Exercise instructions:
Establish how many lines in the material below include the word "ScopeError", then give the count alone.

Dataset records:
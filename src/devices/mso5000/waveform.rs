
use serde::{Serialize, Deserialize};

use crate::block::{self, SampleFormat};
use crate::error::Result;
use crate::session::Session;

/// Points returned by a normalized (screen) read.
pub const NORMALIZED_POINTS: usize = 1000;

#[derive(Debug, Clone, Copy, PartialEq, Eq, Serialize, Deserialize)]
pub enum WaveformMode { Normal, Raw }

impl WaveformMode {
	pub fn as_str(&self) -> &'static str {
		match self {
			WaveformMode::Normal => "NORM",
			WaveformMode::Raw    => "RAW",
		}
	}
}

/// What was asked of :WAVeform:DATA?.
#[derive(Debug, Clone, Copy, PartialEq, Eq)]
pub struct WaveformRequest {
	pub channel: u8,
	pub mode: WaveformMode,
	pub format: SampleFormat,
	/// Only sent in raw mode
	pub start: Option<usize>,
	pub points: usize,
}

impl WaveformRequest {

	pub fn normalized(channel: u8, format: SampleFormat) -> Self {
		Self { channel, mode: WaveformMode::Normal, format, start: None, points: NORMALIZED_POINTS }
	}

	pub fn raw(channel: u8, start: usize, points: usize, format: SampleFormat) -> Self {
		Self { channel, mode: WaveformMode::Raw, format, start: Some(start), points }
	}

	pub fn commands(&self) -> Vec<String> {
		let mut ans: Vec<String> = vec![
			format!(":WAVeform:SOURce CHAN{}", self.channel),
			format!(":WAV:MODE {}", self.mode.as_str()),
			format!(":WAVeform:FORMat {}", self.format.as_str()),
		];
		if let Some(start) = self.start {
			ans.push(format!(":WAVeform:STARt {}", start));
		}
		ans.push(format!(":WAVeform:POINts {}", self.points));
		ans
	}
}

#[derive(Debug, Clone, Copy, PartialEq, Eq)]
pub struct PointCountMismatch {
	pub requested: usize,
	pub received: usize,
}

/// Decoded samples in acquisition order, with the number received and the number asked for.
#[derive(Debug, Clone, PartialEq, Serialize, Deserialize)]
pub struct Waveform {
	pub samples: Vec<u16>,
	pub points: usize,
	pub requested: usize,
	pub format: SampleFormat,
}

impl Waveform {
	/// The instrument may return fewer or more points than requested, e.g. near the ends of memory.
	pub fn mismatch(&self) -> Option<PointCountMismatch> {
		if self.points == self.requested { None }
		else { Some(PointCountMismatch{ requested: self.requested, received: self.points }) }
	}
}

/// Send the setup for `req`, trigger :WAVeform:DATA? and decode the block that comes back.
pub fn acquire<S: Session + ?Sized>(session: &mut S, req: &WaveformRequest) -> Result<Waveform> {
	for cmd in req.commands() {
		session.write_command(&cmd)?;
	}
	session.write_command(":WAVeform:DATA?")?;

	let (samples, points) = block::read_waveform_block(session, req.format)?;
	session.discard_terminator()?;

	let wf = Waveform { samples, points, requested: req.points, format: req.format };
	if let Some(m) = wf.mismatch() {
		log::warn!("Expected {} points from CHAN{}, given {}", m.requested, req.channel, m.received);
	}

	Ok(wf)
}

#[cfg(test)]
mod tests {
	use super::*;

	#[test]
	fn test_normalized_commands() {
		let cmds = WaveformRequest::normalized(1, SampleFormat::Byte).commands();
		assert_eq!(cmds, vec![
			":WAVeform:SOURce CHAN1",
			":WAV:MODE NORM",
			":WAVeform:FORMat BYTE",
			":WAVeform:POINts 1000",
		]);
	}

	#[test]
	fn test_raw_commands() {
		let cmds = WaveformRequest::raw(3, 250, 5_000_000, SampleFormat::Word).commands();
		assert_eq!(cmds, vec![
			":WAVeform:SOURce CHAN3",
			":WAV:MODE RAW",
			":WAVeform:FORMat WORD",
			":WAVeform:STARt 250",
			":WAVeform:POINts 5000000",
		]);
	}

	#[test]
	fn test_mismatch() {
		let mut wf = Waveform { samples: vec![0; 998], points: 998, requested: 1000, format: SampleFormat::Byte };
		assert_eq!(wf.mismatch(), Some(PointCountMismatch{ requested: 1000, received: 998 }));

		wf.requested = 998;
		assert_eq!(wf.mismatch(), None);
	}
}
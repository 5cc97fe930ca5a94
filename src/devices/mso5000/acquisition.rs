
use std::fmt;
use std::str::FromStr;

use serde::{Serialize, Deserialize};

use crate::error::{Result, ScopeError};
use crate::numeric;
use crate::session::Session;

pub const SCALE_QUERY: &str        = ":TIMebase:MAIN:SCALe?";
pub const SAMPLE_RATE_QUERY: &str  = ":ACQuire:SRATe?";
pub const MEMORY_DEPTH_QUERY: &str = ":ACQuire:MDEPth?";
pub const OFFSET_QUERY: &str       = ":TIMebase:MAIN:OFFSet?";

/// Horizontal settings as last read from the instrument, plus the sample positions derived from them.
///
/// A snapshot: nothing updates it once built. Changes made on the front panel or by another client are only seen
/// by building a new one.
#[derive(Debug, Clone, Copy, PartialEq, Serialize, Deserialize)]
pub struct AcquisitionState {
	/// Seconds per division
	pub scale: f64,
	/// Samples per second
	pub sample_rate: f64,
	/// Samples in acquisition memory
	pub memory_depth: f64,
	/// Seconds
	pub offset_time: f64,
	pub offset_samples: f64,
	/// Samples from the start of memory to the center of the screen
	pub center_position_samples: f64,
	pub samples_per_division: f64,
	/// Samples from the start of memory to the trigger
	pub trigger_position_samples: f64,
}

impl AcquisitionState {

	pub fn derive(scale: f64, sample_rate: f64, memory_depth: f64, offset_time: f64) -> Self {
		let offset_samples = sample_rate * offset_time;
		let center_position_samples = memory_depth / 2.0 + offset_samples;
		let samples_per_division = scale * sample_rate;
		// The offset term cancels, so this is always memory_depth / 2
		let trigger_position_samples = center_position_samples - offset_samples;

		Self {
			scale, sample_rate, memory_depth, offset_time,
			offset_samples, center_position_samples, samples_per_division, trigger_position_samples,
		}
	}

	pub fn from_replies(scale: &str, sample_rate: &str, memory_depth: &str, offset_time: &str) -> Result<Self> {
		Ok(Self::derive(
			numeric::decode(scale)?,
			numeric::decode(sample_rate)?,
			numeric::decode(memory_depth)?,
			numeric::decode(offset_time)?,
		))
	}
}

impl fmt::Display for AcquisitionState {
	fn fmt(&self, f: &mut fmt::Formatter) -> fmt::Result {
		writeln!(f, "main_scale {}", self.scale)?;
		writeln!(f, "sample_rate {}", self.sample_rate)?;
		writeln!(f, "memdepth {}", self.memory_depth)?;
		writeln!(f, "main_offset_time {}", self.offset_time)?;
		writeln!(f, "main_offset_point {}", self.offset_samples)?;
		writeln!(f, "main_position_point {}", self.center_position_samples)?;
		writeln!(f, "points_in_cell {}", self.samples_per_division)?;
		write!(f, "trig_position_point {}", self.trigger_position_samples)
	}
}

/// Query the four horizontal settings and build a fresh snapshot from them.
pub fn refresh<S: Session + ?Sized>(session: &mut S) -> Result<AcquisitionState> {
	let scale        = session.query_text(SCALE_QUERY)?;
	let sample_rate  = session.query_text(SAMPLE_RATE_QUERY)?;
	let memory_depth = session.query_text(MEMORY_DEPTH_QUERY)?;
	let offset_time  = session.query_text(OFFSET_QUERY)?;

	AcquisitionState::from_replies(&scale, &sample_rate, &memory_depth, &offset_time)
}

#[derive(Debug, Clone, Copy, PartialEq, Eq, Serialize, Deserialize)]
pub enum MemoryDepth { Auto, K1, K10, K100, M1, M10, M25, M50, M100, M200 }

impl MemoryDepth {
	pub fn as_str(&self) -> &'static str {
		match self {
			MemoryDepth::Auto => "AUTO",
			MemoryDepth::K1   => "1k",
			MemoryDepth::K10  => "10k",
			MemoryDepth::K100 => "100k",
			MemoryDepth::M1   => "1M",
			MemoryDepth::M10  => "10M",
			MemoryDepth::M25  => "25M",
			MemoryDepth::M50  => "50M",
			MemoryDepth::M100 => "100M",
			MemoryDepth::M200 => "200M",
		}
	}
}

impl FromStr for MemoryDepth {
	type Err = ScopeError;

	fn from_str(s: &str) -> Result<Self> {
		match s {
			"AUTO" => Ok(MemoryDepth::Auto),
			"1k"   => Ok(MemoryDepth::K1),
			"10k"  => Ok(MemoryDepth::K10),
			"100k" => Ok(MemoryDepth::K100),
			"1M"   => Ok(MemoryDepth::M1),
			"10M"  => Ok(MemoryDepth::M10),
			"25M"  => Ok(MemoryDepth::M25),
			"50M"  => Ok(MemoryDepth::M50),
			"100M" => Ok(MemoryDepth::M100),
			"200M" => Ok(MemoryDepth::M200),
			_      => Err(ScopeError::InvalidMemoryDepth(s.to_owned())),
		}
	}
}

impl fmt::Display for MemoryDepth {
	fn fmt(&self, f: &mut fmt::Formatter) -> fmt::Result { f.write_str(self.as_str()) }
}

Output for this exercise:
3